» Assignment: Lines of the listing below that contain the string "Biceps" are to be returned.
*** Data Section Begins ***
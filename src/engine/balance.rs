// ABOUTME: Push/pull/legs/core balance analysis over raw weekly set counts
// ABOUTME: Classifies the pull:push ratio against fixed design thresholds
//
// SPDX-License-Identifier: MIT OR Apache-2.0
// Copyright (c) 2026 Atlas Strength

//! # Pattern Balance Analyzer
//!
//! Sums raw (unweighted) set counts per movement pattern and classifies
//! the pull:push ratio. A week with neither push nor pull work is treated
//! as balanced by vacancy, not as a deficiency.

use crate::catalog::ExerciseCatalog;
use crate::constants::balance::{PULL_HEAVY_RATIO, PUSH_HEAVY_RATIO};
use crate::models::{MovementPattern, WeekTemplate};
use serde::{Deserialize, Serialize};

/// Raw weekly set totals per movement pattern
#[derive(Debug, Clone, Copy, Default, Serialize, Deserialize, PartialEq, Eq)]
pub struct PatternSetTotals {
    /// Pressing sets
    pub push: u32,
    /// Rowing/pulling sets
    pub pull: u32,
    /// Lower-body sets
    pub legs: u32,
    /// Trunk sets
    pub core: u32,
}

/// Severity of the balance classification
#[derive(Debug, Clone, Copy, Serialize, Deserialize, PartialEq, Eq)]
#[serde(rename_all = "snake_case")]
pub enum BalanceStatus {
    /// Balanced, or out of scope (legs/core only)
    Ok,
    /// Meaningfully skewed toward pushing
    Warning,
    /// A whole pattern is missing
    Critical,
    /// Skewed toward pulling, which is generally benign
    Info,
}

/// Descriptive balance classification
#[derive(Debug, Clone, Copy, Serialize, Deserialize, PartialEq, Eq)]
#[serde(rename_all = "snake_case")]
pub enum BalanceLabel {
    /// Pull:push ratio within the balanced band
    Balanced,
    /// No push or pull work at all
    LegsCoreOnly,
    /// Pull work present but no push work
    NoPush,
    /// Push work present but no pull work
    NoPull,
    /// Ratio below the push-heavy threshold
    PushHeavy,
    /// Ratio above the pull-heavy threshold
    PullHeavy,
}

/// Weekly movement-pattern balance report
#[derive(Debug, Clone, Copy, Serialize, Deserialize, PartialEq)]
pub struct PatternBalanceReport {
    /// Raw set totals per pattern
    pub sets: PatternSetTotals,
    /// Pull:push ratio rounded to 2 decimals; `None` when push is 0 and
    /// pull is positive (the ratio is unbounded)
    pub ratio: Option<f64>,
    /// Classification severity
    pub status: BalanceStatus,
    /// Classification label
    pub label: BalanceLabel,
}

/// Classifies the push/pull balance of a training week
#[derive(Debug, Clone, Copy)]
pub struct BalanceAnalyzer<'a> {
    catalog: &'a ExerciseCatalog,
}

impl<'a> BalanceAnalyzer<'a> {
    /// Build an analyzer over the given catalog
    #[must_use]
    pub const fn new(catalog: &'a ExerciseCatalog) -> Self {
        Self { catalog }
    }

    /// Classify the week's pattern balance
    ///
    /// Classification precedence: both patterns absent, one pattern
    /// absent, push-heavy, pull-heavy, balanced.
    #[must_use]
    pub fn analyze(&self, week: &WeekTemplate) -> PatternBalanceReport {
        let sets = self.pattern_totals(week);

        let raw_ratio = if sets.push > 0 {
            f64::from(sets.pull) / f64::from(sets.push)
        } else if sets.pull > 0 {
            f64::INFINITY
        } else {
            1.0
        };

        let (status, label) = if sets.push == 0 && sets.pull == 0 {
            (BalanceStatus::Ok, BalanceLabel::LegsCoreOnly)
        } else if sets.push == 0 {
            (BalanceStatus::Critical, BalanceLabel::NoPush)
        } else if sets.pull == 0 {
            (BalanceStatus::Critical, BalanceLabel::NoPull)
        } else if raw_ratio < PUSH_HEAVY_RATIO {
            (BalanceStatus::Warning, BalanceLabel::PushHeavy)
        } else if raw_ratio > PULL_HEAVY_RATIO {
            (BalanceStatus::Info, BalanceLabel::PullHeavy)
        } else {
            (BalanceStatus::Ok, BalanceLabel::Balanced)
        };

        let ratio = raw_ratio
            .is_finite()
            .then(|| (raw_ratio * 100.0).round() / 100.0);

        PatternBalanceReport {
            sets,
            ratio,
            status,
            label,
        }
    }

    /// Raw set counts per pattern across all non-rest days
    #[must_use]
    pub fn pattern_totals(&self, week: &WeekTemplate) -> PatternSetTotals {
        let mut sets = PatternSetTotals::default();
        for day in week.training_days() {
            for entry in &day.exercises {
                let Some(exercise) = self.catalog.exercise_by_id(&entry.exercise_id) else {
                    continue;
                };
                let n = entry.sets.len() as u32;
                match exercise.pattern {
                    MovementPattern::Push => sets.push += n,
                    MovementPattern::Pull => sets.pull += n,
                    MovementPattern::Legs => sets.legs += n,
                    MovementPattern::Core => sets.core += n,
                }
            }
        }
        sets
    }
}
// ABOUTME: Goal scoring against volume landmarks and volume-zone classification
// ABOUTME: Target is each muscle's maximum adaptive volume; percentages are capped when averaged
//
// SPDX-License-Identifier: MIT OR Apache-2.0
// Copyright (c) 2026 Atlas Strength

//! # Goal Scorer
//!
//! Scores effective volume against the landmark table. Every landmarked
//! muscle is scored, including those with zero trained volume, so total
//! neglect surfaces as a 0% entry rather than a missing one.

use crate::catalog::LandmarkTable;
use crate::constants::scoring::OVERALL_PCT_CAP;
use crate::models::EffectiveVolumeMap;
use serde::{Deserialize, Serialize};
use std::collections::HashMap;

/// One muscle's weekly volume measured against its target
#[derive(Debug, Clone, Copy, Serialize, Deserialize, PartialEq)]
pub struct GoalScore {
    /// Weighted effective sets for the week
    pub effective_sets: f64,
    /// Weekly target: the landmark's maximum adaptive volume
    pub target: f64,
    /// Rounded percentage of target; 0 when the target is 0
    pub percentage: u32,
}

/// Where a muscle's weekly volume sits relative to its landmarks
#[derive(Debug, Clone, Copy, Serialize, Deserialize, PartialEq, Eq)]
#[serde(rename_all = "snake_case")]
pub enum VolumeZone {
    /// Below minimum effective volume
    Below,
    /// Between minimum effective and maximum adaptive volume
    Productive,
    /// Between maximum adaptive and maximum recoverable volume
    High,
    /// Above maximum recoverable volume
    Over,
    /// Muscle has no landmark entry
    Unknown,
}

/// Scores effective-volume maps against a landmark table
#[derive(Debug, Clone, Copy)]
pub struct GoalScorer<'a> {
    landmarks: &'a LandmarkTable,
}

impl<'a> GoalScorer<'a> {
    /// Build a scorer over the given landmark table
    #[must_use]
    pub const fn new(landmarks: &'a LandmarkTable) -> Self {
        Self { landmarks }
    }

    /// Score every landmarked muscle against its weekly target
    ///
    /// Muscles with volume but no landmark are excluded; muscles with a
    /// landmark but no volume appear with zero effective sets and 0%.
    #[must_use]
    pub fn score_goals(&self, effective: &EffectiveVolumeMap) -> HashMap<String, GoalScore> {
        let mut scores = HashMap::new();
        for (muscle, landmark) in self.landmarks.iter() {
            let effective_sets = effective.get(muscle).copied().unwrap_or(0.0);
            let target = landmark.mav;
            let percentage = if target > 0.0 {
                (effective_sets / target * 100.0).round() as u32
            } else {
                0
            };
            scores.insert(
                muscle.clone(),
                GoalScore {
                    effective_sets,
                    target,
                    percentage,
                },
            );
        }
        scores
    }

    /// Composite plan score: the mean of per-muscle percentages, each
    /// capped at 100 so one over-trained muscle cannot mask neglect
    ///
    /// Returns 0 when no muscles have landmarks.
    #[must_use]
    pub fn overall_score(scores: &HashMap<String, GoalScore>) -> u32 {
        if scores.is_empty() {
            return 0;
        }
        let capped_sum: u32 = scores
            .values()
            .map(|s| s.percentage.min(OVERALL_PCT_CAP))
            .sum();
        (f64::from(capped_sum) / scores.len() as f64).round() as u32
    }

    /// Classify a weekly set count against a muscle's landmarks
    #[must_use]
    pub fn volume_zone(&self, muscle: &str, effective_sets: f64) -> VolumeZone {
        let Some(lm) = self.landmarks.landmark_for(muscle) else {
            return VolumeZone::Unknown;
        };
        if effective_sets < lm.mev {
            VolumeZone::Below
        } else if effective_sets <= lm.mav {
            VolumeZone::Productive
        } else if effective_sets <= lm.mrv {
            VolumeZone::High
        } else {
            VolumeZone::Over
        }
    }
}

#[cfg(test)]
mod tests {
    use super::*;
    use crate::catalog::{LandmarkTable, VolumeLandmark};

    fn table() -> LandmarkTable {
        LandmarkTable::new(vec![
            ("Chest".into(), VolumeLandmark::new(8.0, 16.0, 22.0)),
            ("Biceps".into(), VolumeLandmark::new(6.0, 12.0, 18.0)),
        ])
    }

    #[test]
    fn untrained_landmarked_muscle_scores_zero() {
        let table = table();
        let scorer = GoalScorer::new(&table);
        let scores = scorer.score_goals(&EffectiveVolumeMap::new());

        assert_eq!(scores.len(), 2);
        assert_eq!(scores["Chest"].percentage, 0);
        assert!(scores["Chest"].effective_sets.abs() < f64::EPSILON);
    }

    #[test]
    fn percentage_rounds_against_mav_target() {
        let table = table();
        let scorer = GoalScorer::new(&table);
        let mut volume = EffectiveVolumeMap::new();
        volume.insert("Chest".into(), 4.0);

        let scores = scorer.score_goals(&volume);
        assert_eq!(scores["Chest"].percentage, 25);
        assert!((scores["Chest"].target - 16.0).abs() < f64::EPSILON);
    }

    #[test]
    fn unlandmarked_muscle_is_excluded() {
        let table = table();
        let scorer = GoalScorer::new(&table);
        let mut volume = EffectiveVolumeMap::new();
        volume.insert("Neck".into(), 10.0);

        let scores = scorer.score_goals(&volume);
        assert!(!scores.contains_key("Neck"));
    }

    #[test]
    fn zero_target_yields_zero_percentage() {
        let table = LandmarkTable::new(vec![(
            "Chest".into(),
            VolumeLandmark::new(0.0, 0.0, 0.0),
        )]);
        let scorer = GoalScorer::new(&table);
        let mut volume = EffectiveVolumeMap::new();
        volume.insert("Chest".into(), 10.0);

        assert_eq!(scorer.score_goals(&volume)["Chest"].percentage, 0);
    }

    #[test]
    fn overall_score_caps_individual_percentages() {
        let table = table();
        let scorer = GoalScorer::new(&table);
        let mut volume = EffectiveVolumeMap::new();
        volume.insert("Chest".into(), 96.0); // 600% of target
        volume.insert("Biceps".into(), 0.0);

        let scores = scorer.score_goals(&volume);
        assert_eq!(GoalScorer::overall_score(&scores), 50);
    }

    #[test]
    fn overall_score_of_empty_table_is_zero() {
        let scores = HashMap::new();
        assert_eq!(GoalScorer::overall_score(&scores), 0);
    }

    #[test]
    fn zones_partition_the_landmark_range() {
        let table = table();
        let scorer = GoalScorer::new(&table);
        assert_eq!(scorer.volume_zone("Chest", 4.0), VolumeZone::Below);
        assert_eq!(scorer.volume_zone("Chest", 12.0), VolumeZone::Productive);
        assert_eq!(scorer.volume_zone("Chest", 20.0), VolumeZone::High);
        assert_eq!(scorer.volume_zone("Chest", 25.0), VolumeZone::Over);
        assert_eq!(scorer.volume_zone("Neck", 5.0), VolumeZone::Unknown);
    }
}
*** Data Section Ends ***
» Answer box:
            ("Biceps".into(), VolumeLandmark::new(6.0, 12.0, 18.0)),
        volume.insert("Biceps".into(), 0.0);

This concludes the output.